- **DIRECTIONS**: From the records below, please repeat exactly the line that has "repository 30625cb19860c951", the line that has "#[derive(Debug, Clone, Default)]", and every line between them, and nothing else.

════════════════

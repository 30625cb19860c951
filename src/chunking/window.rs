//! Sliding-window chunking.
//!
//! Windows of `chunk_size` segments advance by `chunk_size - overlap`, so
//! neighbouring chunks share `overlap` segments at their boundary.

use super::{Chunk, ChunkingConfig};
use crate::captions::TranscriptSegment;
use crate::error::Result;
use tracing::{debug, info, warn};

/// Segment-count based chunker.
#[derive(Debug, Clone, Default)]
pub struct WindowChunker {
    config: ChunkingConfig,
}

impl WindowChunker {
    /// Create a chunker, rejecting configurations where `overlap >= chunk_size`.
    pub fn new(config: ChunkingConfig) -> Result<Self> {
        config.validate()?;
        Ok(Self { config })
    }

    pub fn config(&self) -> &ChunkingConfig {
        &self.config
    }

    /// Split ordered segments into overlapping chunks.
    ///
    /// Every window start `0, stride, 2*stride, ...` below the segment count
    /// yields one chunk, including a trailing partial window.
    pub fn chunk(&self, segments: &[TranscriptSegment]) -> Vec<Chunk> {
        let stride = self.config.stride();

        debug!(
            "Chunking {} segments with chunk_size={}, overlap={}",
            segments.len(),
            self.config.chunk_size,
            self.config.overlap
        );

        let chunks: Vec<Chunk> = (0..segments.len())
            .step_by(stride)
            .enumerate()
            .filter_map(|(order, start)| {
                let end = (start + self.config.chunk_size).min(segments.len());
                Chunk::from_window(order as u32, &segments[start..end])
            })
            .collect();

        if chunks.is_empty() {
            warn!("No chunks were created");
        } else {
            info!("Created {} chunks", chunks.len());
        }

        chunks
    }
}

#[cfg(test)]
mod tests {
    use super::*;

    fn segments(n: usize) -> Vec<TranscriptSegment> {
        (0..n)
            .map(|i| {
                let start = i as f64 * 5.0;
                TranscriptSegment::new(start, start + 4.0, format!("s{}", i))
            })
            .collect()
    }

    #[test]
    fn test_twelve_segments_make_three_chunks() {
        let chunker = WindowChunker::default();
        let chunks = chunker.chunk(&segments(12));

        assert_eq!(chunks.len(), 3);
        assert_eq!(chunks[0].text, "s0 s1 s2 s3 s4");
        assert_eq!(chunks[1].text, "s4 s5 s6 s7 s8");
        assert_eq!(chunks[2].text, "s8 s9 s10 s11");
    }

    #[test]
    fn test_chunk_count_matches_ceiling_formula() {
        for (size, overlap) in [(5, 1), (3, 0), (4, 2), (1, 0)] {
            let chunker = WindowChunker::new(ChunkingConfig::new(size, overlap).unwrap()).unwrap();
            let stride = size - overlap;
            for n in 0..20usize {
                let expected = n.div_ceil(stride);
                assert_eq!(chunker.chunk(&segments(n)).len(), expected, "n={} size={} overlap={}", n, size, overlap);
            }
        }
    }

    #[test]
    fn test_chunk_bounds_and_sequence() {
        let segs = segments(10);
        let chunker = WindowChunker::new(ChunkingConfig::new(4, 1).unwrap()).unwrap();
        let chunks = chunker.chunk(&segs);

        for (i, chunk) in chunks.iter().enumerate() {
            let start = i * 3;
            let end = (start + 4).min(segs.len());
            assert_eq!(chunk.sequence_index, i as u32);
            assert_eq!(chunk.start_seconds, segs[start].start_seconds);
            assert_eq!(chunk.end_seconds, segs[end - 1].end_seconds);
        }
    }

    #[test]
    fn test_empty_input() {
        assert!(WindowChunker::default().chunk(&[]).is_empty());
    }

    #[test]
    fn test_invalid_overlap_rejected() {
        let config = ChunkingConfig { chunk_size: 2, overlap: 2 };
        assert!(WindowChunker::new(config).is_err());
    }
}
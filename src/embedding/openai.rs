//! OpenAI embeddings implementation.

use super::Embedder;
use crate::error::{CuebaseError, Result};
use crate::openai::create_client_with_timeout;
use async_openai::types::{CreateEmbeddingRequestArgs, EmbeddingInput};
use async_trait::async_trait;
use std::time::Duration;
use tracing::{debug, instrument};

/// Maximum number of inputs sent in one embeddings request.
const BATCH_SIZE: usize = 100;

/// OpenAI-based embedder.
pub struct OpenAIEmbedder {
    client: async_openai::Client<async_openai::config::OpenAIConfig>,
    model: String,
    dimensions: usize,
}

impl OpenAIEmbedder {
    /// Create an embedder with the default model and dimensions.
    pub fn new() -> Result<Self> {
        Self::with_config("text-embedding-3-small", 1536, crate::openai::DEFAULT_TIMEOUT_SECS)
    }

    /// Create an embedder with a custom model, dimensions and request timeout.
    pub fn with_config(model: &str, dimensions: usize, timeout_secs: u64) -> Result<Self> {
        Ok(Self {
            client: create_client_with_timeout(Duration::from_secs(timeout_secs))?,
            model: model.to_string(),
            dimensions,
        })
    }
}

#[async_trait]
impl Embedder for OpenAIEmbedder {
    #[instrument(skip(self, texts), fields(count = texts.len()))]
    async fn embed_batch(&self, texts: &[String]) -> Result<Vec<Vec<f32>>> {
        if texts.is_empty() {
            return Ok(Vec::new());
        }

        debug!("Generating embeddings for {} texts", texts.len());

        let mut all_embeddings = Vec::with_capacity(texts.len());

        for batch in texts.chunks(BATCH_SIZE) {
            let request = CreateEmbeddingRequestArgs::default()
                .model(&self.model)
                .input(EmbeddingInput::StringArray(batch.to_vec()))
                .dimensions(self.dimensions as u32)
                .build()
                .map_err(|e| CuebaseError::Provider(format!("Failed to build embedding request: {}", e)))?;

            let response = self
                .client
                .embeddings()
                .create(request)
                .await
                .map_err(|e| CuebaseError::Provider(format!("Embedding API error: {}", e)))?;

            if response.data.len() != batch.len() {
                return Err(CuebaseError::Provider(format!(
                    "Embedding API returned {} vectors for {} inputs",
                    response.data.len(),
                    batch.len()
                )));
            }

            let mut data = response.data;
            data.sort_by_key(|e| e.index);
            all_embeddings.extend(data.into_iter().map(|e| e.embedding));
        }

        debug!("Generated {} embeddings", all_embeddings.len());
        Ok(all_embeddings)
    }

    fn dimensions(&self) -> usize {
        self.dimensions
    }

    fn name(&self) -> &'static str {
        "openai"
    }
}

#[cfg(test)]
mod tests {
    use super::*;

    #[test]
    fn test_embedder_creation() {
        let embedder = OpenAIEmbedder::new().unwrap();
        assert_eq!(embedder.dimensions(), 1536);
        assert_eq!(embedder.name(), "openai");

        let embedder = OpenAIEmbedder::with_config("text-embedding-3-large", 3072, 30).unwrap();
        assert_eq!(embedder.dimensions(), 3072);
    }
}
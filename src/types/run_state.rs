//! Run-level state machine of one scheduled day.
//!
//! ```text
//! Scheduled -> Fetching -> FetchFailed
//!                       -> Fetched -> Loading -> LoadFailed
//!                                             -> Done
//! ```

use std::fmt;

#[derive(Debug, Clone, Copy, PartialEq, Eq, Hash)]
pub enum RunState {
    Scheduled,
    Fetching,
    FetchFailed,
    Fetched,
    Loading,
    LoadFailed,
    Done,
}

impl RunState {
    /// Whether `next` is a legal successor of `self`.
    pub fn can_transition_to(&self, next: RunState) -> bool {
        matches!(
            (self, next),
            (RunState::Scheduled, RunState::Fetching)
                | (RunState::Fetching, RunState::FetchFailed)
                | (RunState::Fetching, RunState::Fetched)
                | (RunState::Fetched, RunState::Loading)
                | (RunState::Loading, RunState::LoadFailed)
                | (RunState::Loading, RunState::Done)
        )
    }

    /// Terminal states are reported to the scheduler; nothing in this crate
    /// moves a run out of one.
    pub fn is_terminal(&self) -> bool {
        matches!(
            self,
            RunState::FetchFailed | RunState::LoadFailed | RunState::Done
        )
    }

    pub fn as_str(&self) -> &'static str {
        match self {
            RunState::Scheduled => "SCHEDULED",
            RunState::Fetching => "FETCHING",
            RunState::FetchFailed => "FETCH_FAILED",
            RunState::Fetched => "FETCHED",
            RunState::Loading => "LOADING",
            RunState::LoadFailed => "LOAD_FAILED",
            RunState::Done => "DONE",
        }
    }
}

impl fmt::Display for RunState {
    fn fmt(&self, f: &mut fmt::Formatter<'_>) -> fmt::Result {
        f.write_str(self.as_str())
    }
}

════════════════

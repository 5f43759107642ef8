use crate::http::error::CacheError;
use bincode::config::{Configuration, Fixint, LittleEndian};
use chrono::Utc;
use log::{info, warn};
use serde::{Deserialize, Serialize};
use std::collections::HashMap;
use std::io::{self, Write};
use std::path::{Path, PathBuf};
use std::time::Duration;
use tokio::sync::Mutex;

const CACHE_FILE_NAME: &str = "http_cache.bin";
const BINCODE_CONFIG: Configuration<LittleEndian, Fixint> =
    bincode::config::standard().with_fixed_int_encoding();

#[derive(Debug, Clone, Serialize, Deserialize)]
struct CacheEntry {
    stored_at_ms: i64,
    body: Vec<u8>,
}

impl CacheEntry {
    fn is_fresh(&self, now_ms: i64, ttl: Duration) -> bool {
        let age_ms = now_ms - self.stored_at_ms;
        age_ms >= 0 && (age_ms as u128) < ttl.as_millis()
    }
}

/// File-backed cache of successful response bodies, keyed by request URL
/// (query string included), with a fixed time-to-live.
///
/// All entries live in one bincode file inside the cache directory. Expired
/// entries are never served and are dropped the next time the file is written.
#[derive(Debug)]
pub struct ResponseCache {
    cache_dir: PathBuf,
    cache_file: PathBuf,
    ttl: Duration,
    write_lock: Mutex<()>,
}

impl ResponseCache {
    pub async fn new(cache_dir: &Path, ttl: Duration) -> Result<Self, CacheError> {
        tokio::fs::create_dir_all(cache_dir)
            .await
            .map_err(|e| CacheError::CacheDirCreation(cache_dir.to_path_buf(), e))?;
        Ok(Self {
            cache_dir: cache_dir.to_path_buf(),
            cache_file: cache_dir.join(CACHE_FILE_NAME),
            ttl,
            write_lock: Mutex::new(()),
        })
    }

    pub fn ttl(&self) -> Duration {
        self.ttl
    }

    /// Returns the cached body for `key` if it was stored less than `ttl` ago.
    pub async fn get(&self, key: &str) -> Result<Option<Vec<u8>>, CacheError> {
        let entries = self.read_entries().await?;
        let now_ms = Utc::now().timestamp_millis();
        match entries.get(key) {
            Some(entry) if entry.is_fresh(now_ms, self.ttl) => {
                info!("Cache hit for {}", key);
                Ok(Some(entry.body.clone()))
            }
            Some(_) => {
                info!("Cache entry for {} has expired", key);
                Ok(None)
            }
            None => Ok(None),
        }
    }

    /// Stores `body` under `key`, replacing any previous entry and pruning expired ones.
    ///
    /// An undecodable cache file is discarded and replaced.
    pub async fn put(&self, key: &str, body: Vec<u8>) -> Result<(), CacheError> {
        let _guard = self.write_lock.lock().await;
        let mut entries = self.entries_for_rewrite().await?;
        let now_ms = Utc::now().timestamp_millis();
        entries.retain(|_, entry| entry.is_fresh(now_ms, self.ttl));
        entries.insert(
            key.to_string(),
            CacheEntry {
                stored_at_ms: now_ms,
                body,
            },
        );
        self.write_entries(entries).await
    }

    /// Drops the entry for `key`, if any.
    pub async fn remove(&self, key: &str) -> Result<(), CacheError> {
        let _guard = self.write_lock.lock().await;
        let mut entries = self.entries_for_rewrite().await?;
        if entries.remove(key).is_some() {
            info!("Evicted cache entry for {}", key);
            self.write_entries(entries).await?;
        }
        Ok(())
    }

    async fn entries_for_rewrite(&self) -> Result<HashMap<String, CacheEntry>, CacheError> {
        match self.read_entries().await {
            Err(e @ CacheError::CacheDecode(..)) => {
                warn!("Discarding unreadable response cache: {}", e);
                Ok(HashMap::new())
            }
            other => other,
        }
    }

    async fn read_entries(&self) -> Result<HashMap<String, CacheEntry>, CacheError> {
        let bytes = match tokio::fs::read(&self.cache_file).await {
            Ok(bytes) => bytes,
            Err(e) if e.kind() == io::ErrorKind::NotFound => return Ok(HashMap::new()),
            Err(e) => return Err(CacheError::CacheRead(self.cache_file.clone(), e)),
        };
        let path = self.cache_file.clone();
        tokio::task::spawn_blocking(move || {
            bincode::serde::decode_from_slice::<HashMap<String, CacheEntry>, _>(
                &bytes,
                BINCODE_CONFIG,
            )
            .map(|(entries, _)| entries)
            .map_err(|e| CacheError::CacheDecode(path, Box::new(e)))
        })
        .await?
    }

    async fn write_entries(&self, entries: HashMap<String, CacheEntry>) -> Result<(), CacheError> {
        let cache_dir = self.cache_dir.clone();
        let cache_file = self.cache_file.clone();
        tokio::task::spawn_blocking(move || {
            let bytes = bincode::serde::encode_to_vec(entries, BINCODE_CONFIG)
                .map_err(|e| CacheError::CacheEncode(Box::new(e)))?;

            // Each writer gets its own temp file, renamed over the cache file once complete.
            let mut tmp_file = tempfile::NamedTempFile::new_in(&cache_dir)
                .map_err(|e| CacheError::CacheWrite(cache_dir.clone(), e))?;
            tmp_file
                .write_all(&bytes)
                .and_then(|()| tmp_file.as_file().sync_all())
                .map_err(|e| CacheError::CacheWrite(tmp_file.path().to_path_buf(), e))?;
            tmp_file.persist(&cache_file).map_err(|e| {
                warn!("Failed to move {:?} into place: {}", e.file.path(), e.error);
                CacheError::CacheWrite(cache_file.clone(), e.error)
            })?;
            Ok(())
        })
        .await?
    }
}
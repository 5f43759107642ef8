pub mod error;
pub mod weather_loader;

════════════════

- **TASK RESPONSE**:
repository 30625cb19860c951
filename src/chunking/window.rs
//! Sliding-window chunking.
//!
//! Windows of `chunk_size` segments advance by `chunk_size - overlap`, so
//! neighbouring chunks share `overlap` segments at their boundary.

use super::{Chunk, ChunkingConfig};
use crate::captions::TranscriptSegment;
use crate::error::Result;
use tracing::{debug, info, warn};

/// Segment-count based chunker.
#[derive(Debug, Clone, Default)]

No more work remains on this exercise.